Kesto Eyes More Job Opportunities For Ex-Cons
May 16, 2017
Courtesy MIRS News
Convicts leaving incarceration often have a difficult time re-entering the working world because, according to one survey, 65 percent of employers would never consider hiring someone with a felony record.
And there are other barriers to employment.
For instance, John SCHWARTZ, of Trinity Health-Michigan, told the story of one hospital employee who was arrested for a drunk driving offense during his off hours, completely unrelated to work. He served two weeks of jail time, but Schwartz said Michigan’s Public Health Code applies additional penalties to those in the health care field, so that employee won’t be eligible to work a job that provides direct services to patients in a health care field until the year 2028.
“Why does it take so long to get the license back while this individual is not working? What are they going to do?” asked Rep. Klint KESTO (R-Commerce Twp.). His Law and Justice Committee was taking testimony earlier this week about “returning citizens,” convicts who have served their time and are returning to the outside world, and the barriers they face finding jobs.
“At the end of the day, we want to figure out how to hire these people,” Kesto said. “Otherwise, what else are they going to do to be productive members of society? Either (they will) go back to crime or not be productive. And we can’t afford that as a state, society or a community.”
Schwartz pointed out in his testimony that the Public Health Code adds penalties for people in the health care field.
“The punishment may fit the crime, but when the sentence is finished, that punishment doesn’t end,” he said. “If you want to go back into the health care field, you must serve a much longer sentence.”
In discussion with lawmakers, Schwartz said the additional penalties were likely instituted over fears patients might be victimized by those with criminal records.

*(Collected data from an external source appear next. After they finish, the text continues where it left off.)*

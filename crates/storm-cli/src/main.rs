//! Storm CLI - headless runner for the lightning and falling-particle scene

mod commands;
mod scene;

use anyhow::Result;
use clap::{Parser, Subcommand};
use commands::{check, config, simulate};

#[derive(Parser)]
#[command(name = "storm")]
#[command(about = "Lightning flicker and falling particle field, run headless", long_about = None)]
#[command(version)]
struct Cli {
    #[command(subcommand)]
    command: Commands,
}

#[derive(Subcommand)]
enum Commands {
    /// Run the scene for a number of frames and print a summary
    Simulate {
        /// Path to a storm.toml config file
        #[arg(long)]
        config: Option<String>,

        /// Seed for the shared random stream
        #[arg(long, default_value = "1")]
        seed: u64,

        /// Number of frames to run
        #[arg(long, default_value = "600")]
        frames: u64,

        /// Frames per second (defaults to scene.frames_per_second)
        #[arg(long)]
        fps: Option<f64>,
    },

    /// Print the effective configuration as TOML
    Config {
        /// Path to a storm.toml config file
        #[arg(long)]
        config: Option<String>,
    },

    /// Validate a config file
    Check {
        /// Path to a storm.toml config file
        config: String,
    },
}

fn main() -> Result<()> {
    env_logger::Builder::from_env(env_logger::Env::default().default_filter_or("warn")).init();

    let cli = Cli::parse();

    match cli.command {
        Commands::Simulate {
            config,
            seed,
            frames,
            fps,
        } => simulate::run(simulate::SimulateArgs {
            config,
            seed,
            frames,
            fps,
        }),
        Commands::Config { config: path } => config::run(path.as_deref()),
        Commands::Check { config } => check::run(&config),
    }
}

But he contended employers in the health care field would be able to distinguish between prospective employees who present a danger and those who would not.
“Those fears are not necessarily well founded,” he said. “We would ask you to look at those continuing punishments. What we are asking is that as an employer you allow us to make some of those decisions.”
J.T. WEIS, of Abcore Industries, which makes reconstituted wood products at a plant in Holland, said about half of his employees are convicted felons. He said the company does that “for the betterment of society.”
“We hire the worst of the worst,” Weis told the committee. “Most are registered sex offenders. The truth is that the ones that come out after 10, 12 or 14 years, those are the ones who are most loyal. Sometimes the worst of the worst are the best of the best.”
Weis called on the state to provide more bridging organizations to aid convicts re-entering society with support programs while they make the transition.
“Fifty dollars, a change of clothes and a bus ticket is not a way to send these people out of prison,” he said.
While his business employs returning convicts, it doesn’t have the resources to provide them with support programs, he said.
“We don’t want to create a bunch of special programs,” he said. His business is small enough it doesn’t even have a human resources department.
Kesto said the need for bridging programs is just one of the areas he’s exploring with his committee. Although Justice and Law does not have a specific piece of legislation in front of it presently, Kesto said he hopes the testimony will generate some ideas for future legislation. He plans to continue taking testimony on the subject for several more weeks.
He said he is definitely interested in eliminating some of those additional penalties contained in the public health code.
In earlier testimony, committee members heard a description of Vocational Village, a program at the Handlon Correctional Facility in Ionia. At full capacity, it will provide 165 inmates with vocational and building trades skills.
A second Vocational Village program is planned for Jackson and will provide training programs for more than 200 inmates.
“We want to make sure people are working. We get it. You committed a crime; you did the time,” Kesto said. “And now that you did the time, we have some oversight, some monitoring, fine. But there has to be something else. There has to be a transition. There has to be a rehabilitation to get you into the workforce. And that is what I’m looking at.”